« Rendez à César ce qui est à César » ?
Mais César a tout pris.
Il n’a rien laissé.
Ni la terre, ni l’eau, ni la langue, ni la paix.
Il avale les corps, rature les mots, repeint la servitude aux couleurs du droit.
Sous sa toge — du sang. Sous sa loi — l’ordre du silence.
Et le Nazaréen, cloué par l’Empire, n’a pas dit « obéis ».
Il a répondu par une pièce : « Donne-lui son or, pas ton âme. »
Parce que l’âme ne s’achète pas.
Elle résiste.
Elle marche, nue et droite, dans les temples du pouvoir,
et renverse les tables.
Que reste-t-il à l’homme ?
Son souffle.
Sa parole.
Et ce refus inflexible d’être plié.
Il n’est plus temps de parlementer.
L’Histoire a déjà parlé :
Rome est un cimetière d’hommes morts d’avoir obéi.
Mais César continue, masqué, multiplié, diffus.
Il s’est glissé dans les normes, les lois, les rites.
Il veut des peuples lisses, des foules à genoux, des enfants muets.
Alors il faut parler.
Il faut réveiller.
Non pour détruire, mais pour arracher les masques.
La Déclaration de 1789 n’a pas été écrite en paix,
elle fut gravée dans la colère, et son cri demeure :
« Les hommes naissent libres et égaux. »
Mais ces mots, César les ronge. Il les lime.
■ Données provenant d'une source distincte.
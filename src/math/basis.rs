//! Basis functions for the harmonic + polynomial regression design.
//!
//! - polynomial terms are powers of `x = (t - t0) / 365.25` (years since epoch
//!   when `t` is in days)
//! - harmonic terms are `cos(2π (t - t0) / P)` and `sin(2π (t - t0) / P)`

use std::f64::consts::PI;

/// Days per Julian year; scales polynomial arguments.
pub const DAYS_PER_YEAR: f64 = 365.25;

/// Polynomial argument `(t - t0) / 365.25`.
pub fn poly_arg(t: f64, t0: f64) -> f64 {
    (t - t0) / DAYS_PER_YEAR
}

/// Fill `out` with `x^0, x^1, ...`.
pub fn fill_powers(x: f64, out: &mut [f64]) {
    let mut p = 1.0;
    for v in out.iter_mut() {
        *v = p;
        p *= x;
    }
}

/// `(cos, sin)` of the phase `2π (t - t0) / period`.
pub fn harmonic(t: f64, t0: f64, period: f64) -> (f64, f64) {
    let phase = 2.0 * PI * (t - t0) / period;
    (phase.cos(), phase.sin())
}

/// Amplitude and phase (radians) of `c·cos + s·sin`, written as `A·cos(φ - ψ)`.
pub fn amplitude_phase(c: f64, s: f64) -> (f64, f64) {
    (c.hypot(s), s.atan2(c))
}

#[cfg(test)]
mod tests {
    use super::*;

    #[test]
    fn powers_start_at_one() {
        let mut out = [0.0; 4];
        fill_powers(2.0, &mut out);
        assert_eq!(out, [1.0, 2.0, 4.0, 8.0]);
    }

    #[test]
    fn harmonic_is_periodic() {
        let (c0, s0) = harmonic(10.0, 0.0, 365.25);
        let (c1, s1) = harmonic(10.0 + 365.25, 0.0, 365.25);
        assert!((c0 - c1).abs() < 1e-12);
        assert!((s0 - s1).abs() < 1e-12);
    }

    #[test]
    fn amplitude_phase_of_pure_sine() {
        let (a, psi) = amplitude_phase(0.0, 2.0);
        assert!((a - 2.0).abs() < 1e-12);
        assert!((psi - PI / 2.0).abs() < 1e-12);
    }
}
Il les digère.
Il les retourne pour en faire des slogans.
Rousseau disait : « Le plus fort n’est jamais assez fort pour être toujours le maître. »
Alors il faut cesser de jouer le rôle de l’esclave.
Les trônes ne tombent pas par miracle.
Ils s’effondrent quand on les délaisse.
Et les véritables rois n’ont ni sceptre ni couronne :
ils avancent pieds nus, mais la tête haute.
Robespierre savait que la liberté commence dans l’instruction,
mais César préfère l’oubli,
l’amnésie organisée,
la culture servile,
l’éducation sans conscience.
Alors il faut rallumer les mots, les rendre tranchants comme à l’origine.
Marx et Engels l’ont dit :
l’Histoire est faite de luttes.
Pas de lamentations.
Et l’heure n’est plus au confort des demi-vérités.
Il faut briser les évidences
comme on fend un mur pour voir le ciel.
Et le Nazaréen ?
Il n’a jamais demandé qu’on adore les puissants.
Il les a bousculés.
Il a chassé les marchands,
déconstruit les idoles,
et dit :
« Je ne suis pas venu apporter la paix, mais l’épée. »
L’épée — non pour tuer,
mais pour trancher l’illusion.
Alors que reste-t-il ?
Notre souffle,
notre voix,
et cette insoumission qui ne s’enseigne pas mais qui brûle.
De la Bastille à la Commune,
des révolutions d’hier aux réveils d’aujourd’hui,
la réponse à l’oppression n’a jamais été la soumission.
C’est un cri.
Un refus.
Un feu debout.
La Boétie l’avait vu :
« Les grands ne sont grands que parce que nous sommes à genoux. »
Il ne s’agit pas d’attaquer,
mais de se lever.
Et quand nous nous levons,
César tombe.
Pas sous les coups,
mais sous le poids de sa propre imposture.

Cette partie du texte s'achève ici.